_EXERCISE DESCRIPTION:_ Show all lines of the entries in which the word "rest" is found.

[Stored data]
• • • • •

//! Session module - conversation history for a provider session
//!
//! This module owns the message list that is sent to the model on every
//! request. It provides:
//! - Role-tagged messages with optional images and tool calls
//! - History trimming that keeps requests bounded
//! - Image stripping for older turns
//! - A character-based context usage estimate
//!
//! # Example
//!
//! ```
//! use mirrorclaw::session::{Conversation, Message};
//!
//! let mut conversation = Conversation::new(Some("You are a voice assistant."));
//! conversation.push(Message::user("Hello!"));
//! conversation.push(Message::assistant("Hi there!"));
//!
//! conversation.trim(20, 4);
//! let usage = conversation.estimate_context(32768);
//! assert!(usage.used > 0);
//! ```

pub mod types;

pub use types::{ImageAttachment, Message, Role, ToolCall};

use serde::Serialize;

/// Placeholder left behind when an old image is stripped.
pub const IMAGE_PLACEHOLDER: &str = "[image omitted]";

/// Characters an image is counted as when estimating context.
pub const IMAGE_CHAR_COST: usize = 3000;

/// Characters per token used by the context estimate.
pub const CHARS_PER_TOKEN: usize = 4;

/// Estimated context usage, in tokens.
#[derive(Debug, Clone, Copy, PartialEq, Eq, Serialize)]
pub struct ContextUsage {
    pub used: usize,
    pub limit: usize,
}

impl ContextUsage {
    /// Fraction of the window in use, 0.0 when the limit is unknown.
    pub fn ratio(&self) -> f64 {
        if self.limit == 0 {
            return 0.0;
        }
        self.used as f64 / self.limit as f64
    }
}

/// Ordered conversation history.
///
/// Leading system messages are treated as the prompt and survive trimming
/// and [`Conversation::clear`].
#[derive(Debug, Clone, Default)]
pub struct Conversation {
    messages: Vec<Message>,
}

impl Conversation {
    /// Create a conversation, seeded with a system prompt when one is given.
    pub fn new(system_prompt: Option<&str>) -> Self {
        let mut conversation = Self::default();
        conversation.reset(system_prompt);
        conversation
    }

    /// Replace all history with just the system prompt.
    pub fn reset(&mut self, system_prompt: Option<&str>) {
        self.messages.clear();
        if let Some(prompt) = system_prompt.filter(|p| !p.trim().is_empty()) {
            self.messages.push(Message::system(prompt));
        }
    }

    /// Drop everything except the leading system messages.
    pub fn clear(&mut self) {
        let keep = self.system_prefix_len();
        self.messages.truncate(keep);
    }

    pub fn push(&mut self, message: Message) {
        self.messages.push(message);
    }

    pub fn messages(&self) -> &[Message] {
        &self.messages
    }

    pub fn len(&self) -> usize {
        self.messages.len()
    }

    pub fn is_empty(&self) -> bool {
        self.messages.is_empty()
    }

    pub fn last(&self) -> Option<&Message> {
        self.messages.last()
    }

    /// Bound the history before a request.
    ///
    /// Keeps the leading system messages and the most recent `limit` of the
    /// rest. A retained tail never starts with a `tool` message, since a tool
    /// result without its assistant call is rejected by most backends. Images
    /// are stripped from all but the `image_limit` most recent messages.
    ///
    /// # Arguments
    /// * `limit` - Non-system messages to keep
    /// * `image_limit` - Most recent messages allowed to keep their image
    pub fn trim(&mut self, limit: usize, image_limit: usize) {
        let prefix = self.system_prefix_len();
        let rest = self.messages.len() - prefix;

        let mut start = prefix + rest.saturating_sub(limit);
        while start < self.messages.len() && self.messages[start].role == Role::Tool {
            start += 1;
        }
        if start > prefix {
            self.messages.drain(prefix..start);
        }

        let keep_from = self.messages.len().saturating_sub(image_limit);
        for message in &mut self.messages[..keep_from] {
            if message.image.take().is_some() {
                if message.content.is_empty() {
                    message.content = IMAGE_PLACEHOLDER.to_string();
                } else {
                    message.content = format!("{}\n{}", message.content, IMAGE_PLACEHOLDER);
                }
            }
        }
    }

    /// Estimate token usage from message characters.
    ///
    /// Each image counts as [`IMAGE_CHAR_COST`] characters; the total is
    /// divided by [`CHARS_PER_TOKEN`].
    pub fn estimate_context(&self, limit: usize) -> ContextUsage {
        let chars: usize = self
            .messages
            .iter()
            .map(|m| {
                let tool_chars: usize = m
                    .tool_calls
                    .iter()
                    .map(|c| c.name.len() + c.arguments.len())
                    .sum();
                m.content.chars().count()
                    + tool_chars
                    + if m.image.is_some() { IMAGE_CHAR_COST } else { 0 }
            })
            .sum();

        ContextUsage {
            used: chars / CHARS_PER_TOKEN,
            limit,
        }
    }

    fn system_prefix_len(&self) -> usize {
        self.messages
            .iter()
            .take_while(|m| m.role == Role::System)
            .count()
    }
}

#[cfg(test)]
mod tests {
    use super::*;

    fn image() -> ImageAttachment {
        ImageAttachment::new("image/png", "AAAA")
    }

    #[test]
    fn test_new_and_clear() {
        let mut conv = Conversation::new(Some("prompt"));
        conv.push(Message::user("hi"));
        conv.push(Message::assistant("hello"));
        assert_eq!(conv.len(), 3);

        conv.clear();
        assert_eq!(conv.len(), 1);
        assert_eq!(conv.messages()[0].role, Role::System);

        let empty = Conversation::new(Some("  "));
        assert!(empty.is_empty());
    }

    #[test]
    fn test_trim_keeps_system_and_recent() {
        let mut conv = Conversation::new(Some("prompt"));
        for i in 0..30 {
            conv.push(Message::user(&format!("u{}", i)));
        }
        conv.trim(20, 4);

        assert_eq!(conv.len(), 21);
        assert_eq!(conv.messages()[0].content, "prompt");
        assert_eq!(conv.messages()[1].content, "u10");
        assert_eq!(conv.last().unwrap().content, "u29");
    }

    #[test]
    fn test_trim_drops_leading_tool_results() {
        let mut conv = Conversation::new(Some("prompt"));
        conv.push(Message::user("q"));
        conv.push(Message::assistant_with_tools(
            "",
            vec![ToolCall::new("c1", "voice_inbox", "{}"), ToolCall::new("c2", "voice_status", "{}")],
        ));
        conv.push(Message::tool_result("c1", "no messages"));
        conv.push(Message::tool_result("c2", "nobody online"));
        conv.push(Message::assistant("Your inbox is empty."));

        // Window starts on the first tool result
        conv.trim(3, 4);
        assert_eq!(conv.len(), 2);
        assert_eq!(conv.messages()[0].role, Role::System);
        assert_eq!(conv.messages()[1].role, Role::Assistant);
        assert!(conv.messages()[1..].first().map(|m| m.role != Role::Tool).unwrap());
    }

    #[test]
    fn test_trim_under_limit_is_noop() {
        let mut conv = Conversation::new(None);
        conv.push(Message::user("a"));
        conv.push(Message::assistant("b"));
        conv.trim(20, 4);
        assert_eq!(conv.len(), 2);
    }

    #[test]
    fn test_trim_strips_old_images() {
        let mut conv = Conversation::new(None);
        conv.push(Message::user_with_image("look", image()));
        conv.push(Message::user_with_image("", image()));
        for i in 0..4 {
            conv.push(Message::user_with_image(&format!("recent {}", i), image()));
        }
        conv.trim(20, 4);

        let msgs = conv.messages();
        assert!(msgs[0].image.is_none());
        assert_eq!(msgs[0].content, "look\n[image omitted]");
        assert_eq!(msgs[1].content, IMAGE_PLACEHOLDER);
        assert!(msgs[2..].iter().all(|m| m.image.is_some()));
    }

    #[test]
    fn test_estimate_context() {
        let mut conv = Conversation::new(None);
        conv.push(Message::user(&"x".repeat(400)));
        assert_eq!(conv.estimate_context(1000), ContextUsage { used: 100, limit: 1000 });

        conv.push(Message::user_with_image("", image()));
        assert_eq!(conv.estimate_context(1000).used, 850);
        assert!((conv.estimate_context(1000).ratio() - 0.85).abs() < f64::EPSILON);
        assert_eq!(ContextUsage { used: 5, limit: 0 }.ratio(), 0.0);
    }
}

• • • • •

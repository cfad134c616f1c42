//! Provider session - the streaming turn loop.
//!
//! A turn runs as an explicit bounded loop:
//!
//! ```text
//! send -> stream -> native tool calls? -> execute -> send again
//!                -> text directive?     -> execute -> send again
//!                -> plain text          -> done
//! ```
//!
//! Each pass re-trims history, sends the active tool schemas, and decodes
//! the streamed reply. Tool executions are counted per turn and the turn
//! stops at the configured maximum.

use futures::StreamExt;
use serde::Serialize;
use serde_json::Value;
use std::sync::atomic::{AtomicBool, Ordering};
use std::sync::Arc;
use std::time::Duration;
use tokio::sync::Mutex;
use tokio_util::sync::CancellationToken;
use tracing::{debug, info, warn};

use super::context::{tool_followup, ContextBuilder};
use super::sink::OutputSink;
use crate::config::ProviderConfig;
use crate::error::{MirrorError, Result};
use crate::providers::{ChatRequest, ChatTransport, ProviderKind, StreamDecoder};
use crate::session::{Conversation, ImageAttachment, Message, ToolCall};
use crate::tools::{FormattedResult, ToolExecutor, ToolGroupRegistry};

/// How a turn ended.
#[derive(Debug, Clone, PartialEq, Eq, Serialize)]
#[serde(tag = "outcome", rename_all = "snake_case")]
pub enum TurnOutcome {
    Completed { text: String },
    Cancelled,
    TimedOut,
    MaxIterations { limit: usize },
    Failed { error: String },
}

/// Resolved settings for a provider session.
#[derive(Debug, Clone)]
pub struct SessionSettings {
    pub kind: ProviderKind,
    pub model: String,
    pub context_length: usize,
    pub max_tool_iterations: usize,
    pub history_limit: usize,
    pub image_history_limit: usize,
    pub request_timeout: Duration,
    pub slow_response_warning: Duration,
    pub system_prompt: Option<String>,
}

• • • • •

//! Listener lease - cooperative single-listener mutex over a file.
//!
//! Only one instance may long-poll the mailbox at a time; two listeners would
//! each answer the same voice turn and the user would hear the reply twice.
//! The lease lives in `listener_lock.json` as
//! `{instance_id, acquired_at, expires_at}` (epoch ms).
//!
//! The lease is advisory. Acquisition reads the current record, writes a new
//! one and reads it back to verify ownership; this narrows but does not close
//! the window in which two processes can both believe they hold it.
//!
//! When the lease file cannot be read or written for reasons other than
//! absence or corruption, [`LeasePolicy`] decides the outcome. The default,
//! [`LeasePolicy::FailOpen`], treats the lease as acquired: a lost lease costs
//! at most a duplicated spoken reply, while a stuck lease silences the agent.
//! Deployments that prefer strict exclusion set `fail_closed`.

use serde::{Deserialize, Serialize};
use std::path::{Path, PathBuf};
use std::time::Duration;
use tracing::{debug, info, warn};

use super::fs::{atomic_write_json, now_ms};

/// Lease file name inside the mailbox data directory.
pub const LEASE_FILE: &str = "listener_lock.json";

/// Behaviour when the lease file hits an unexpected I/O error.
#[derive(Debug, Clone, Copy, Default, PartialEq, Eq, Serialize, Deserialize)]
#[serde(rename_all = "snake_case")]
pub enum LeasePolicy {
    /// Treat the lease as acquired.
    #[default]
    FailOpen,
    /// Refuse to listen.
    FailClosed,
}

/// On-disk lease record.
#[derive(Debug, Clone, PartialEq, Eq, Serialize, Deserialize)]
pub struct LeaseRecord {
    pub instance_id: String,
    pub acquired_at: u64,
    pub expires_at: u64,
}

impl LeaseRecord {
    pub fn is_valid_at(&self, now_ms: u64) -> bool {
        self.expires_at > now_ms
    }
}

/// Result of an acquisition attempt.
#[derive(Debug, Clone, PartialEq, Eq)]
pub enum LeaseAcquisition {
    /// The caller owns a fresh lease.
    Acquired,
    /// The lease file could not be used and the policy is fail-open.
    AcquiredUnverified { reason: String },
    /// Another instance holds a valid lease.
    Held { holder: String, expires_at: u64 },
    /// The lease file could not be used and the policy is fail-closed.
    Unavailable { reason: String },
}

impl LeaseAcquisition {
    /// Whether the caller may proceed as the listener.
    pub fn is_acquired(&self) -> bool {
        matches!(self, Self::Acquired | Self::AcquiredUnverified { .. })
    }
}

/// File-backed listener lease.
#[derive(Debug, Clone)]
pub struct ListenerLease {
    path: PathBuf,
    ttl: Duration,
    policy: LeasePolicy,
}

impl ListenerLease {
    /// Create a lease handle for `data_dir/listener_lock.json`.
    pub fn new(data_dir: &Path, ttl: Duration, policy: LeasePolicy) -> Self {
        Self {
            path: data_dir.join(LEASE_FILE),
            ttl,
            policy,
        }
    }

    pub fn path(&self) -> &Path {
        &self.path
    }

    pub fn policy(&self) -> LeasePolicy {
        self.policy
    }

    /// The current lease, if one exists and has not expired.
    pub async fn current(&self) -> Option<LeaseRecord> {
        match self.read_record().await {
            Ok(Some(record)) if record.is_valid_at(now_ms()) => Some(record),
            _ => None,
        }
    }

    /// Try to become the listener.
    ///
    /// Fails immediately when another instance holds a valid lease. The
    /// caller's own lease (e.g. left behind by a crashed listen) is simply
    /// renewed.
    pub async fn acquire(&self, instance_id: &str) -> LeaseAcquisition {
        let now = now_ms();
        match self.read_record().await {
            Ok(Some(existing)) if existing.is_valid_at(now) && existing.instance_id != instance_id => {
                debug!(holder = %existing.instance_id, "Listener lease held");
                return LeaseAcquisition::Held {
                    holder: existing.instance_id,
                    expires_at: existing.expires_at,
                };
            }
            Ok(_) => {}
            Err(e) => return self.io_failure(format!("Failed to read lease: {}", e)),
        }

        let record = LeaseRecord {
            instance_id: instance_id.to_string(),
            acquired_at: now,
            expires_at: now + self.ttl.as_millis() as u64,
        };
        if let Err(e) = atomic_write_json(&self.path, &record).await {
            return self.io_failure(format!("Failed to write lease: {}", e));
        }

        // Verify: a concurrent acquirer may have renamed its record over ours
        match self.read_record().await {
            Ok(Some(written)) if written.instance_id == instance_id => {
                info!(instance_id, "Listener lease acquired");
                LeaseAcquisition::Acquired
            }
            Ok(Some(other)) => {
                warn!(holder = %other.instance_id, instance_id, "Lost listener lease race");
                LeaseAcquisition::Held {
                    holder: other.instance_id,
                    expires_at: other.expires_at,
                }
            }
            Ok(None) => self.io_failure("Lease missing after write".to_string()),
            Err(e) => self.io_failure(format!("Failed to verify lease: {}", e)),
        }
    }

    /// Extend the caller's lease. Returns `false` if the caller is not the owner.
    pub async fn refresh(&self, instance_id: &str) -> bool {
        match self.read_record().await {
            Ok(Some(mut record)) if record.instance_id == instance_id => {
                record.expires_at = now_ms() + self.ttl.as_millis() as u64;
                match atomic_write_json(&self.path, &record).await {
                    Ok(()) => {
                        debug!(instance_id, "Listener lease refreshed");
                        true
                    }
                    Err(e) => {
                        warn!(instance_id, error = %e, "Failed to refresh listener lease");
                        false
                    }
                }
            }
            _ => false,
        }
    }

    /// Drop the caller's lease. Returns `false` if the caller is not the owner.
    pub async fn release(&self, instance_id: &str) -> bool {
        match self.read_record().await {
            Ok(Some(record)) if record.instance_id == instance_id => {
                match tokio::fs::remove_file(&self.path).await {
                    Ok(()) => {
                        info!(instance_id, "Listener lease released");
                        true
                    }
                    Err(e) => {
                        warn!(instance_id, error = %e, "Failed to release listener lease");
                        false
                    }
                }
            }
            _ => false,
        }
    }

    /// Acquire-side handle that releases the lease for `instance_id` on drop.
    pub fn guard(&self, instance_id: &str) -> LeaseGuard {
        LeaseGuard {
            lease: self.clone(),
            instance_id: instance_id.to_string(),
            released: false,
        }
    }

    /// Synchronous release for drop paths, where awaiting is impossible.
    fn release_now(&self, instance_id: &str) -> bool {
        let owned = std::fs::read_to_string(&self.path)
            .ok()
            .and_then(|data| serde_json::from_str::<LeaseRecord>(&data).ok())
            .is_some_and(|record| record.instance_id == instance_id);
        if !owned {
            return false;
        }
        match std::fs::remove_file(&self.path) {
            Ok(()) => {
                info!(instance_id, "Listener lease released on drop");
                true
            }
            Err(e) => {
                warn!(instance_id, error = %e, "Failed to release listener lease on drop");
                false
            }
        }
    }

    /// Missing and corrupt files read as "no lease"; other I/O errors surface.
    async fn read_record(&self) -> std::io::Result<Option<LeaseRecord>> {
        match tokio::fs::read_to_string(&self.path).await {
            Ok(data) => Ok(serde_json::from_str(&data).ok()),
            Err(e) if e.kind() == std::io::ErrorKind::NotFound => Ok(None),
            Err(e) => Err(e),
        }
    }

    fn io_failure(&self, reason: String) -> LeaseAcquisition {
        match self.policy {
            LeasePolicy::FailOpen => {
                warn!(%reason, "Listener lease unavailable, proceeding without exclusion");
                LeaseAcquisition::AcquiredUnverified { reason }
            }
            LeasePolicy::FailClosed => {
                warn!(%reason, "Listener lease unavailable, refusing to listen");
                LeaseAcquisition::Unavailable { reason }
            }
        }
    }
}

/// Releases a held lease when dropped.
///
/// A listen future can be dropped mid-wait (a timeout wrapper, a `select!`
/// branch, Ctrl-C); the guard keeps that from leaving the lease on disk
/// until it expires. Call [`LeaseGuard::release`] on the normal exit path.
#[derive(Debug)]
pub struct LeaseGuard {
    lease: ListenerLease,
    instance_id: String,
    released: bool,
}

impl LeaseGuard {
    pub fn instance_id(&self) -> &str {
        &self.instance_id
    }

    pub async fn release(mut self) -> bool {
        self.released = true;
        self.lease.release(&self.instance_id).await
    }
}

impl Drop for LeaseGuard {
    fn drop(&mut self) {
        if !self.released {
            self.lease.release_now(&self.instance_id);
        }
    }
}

• • • • •

_OUTPUT OF THE TASK:_
    /// rest. A retained tail never starts with a `tool` message, since a tool
        let rest = self.messages.len() - prefix;
        let mut start = prefix + rest.saturating_sub(limit);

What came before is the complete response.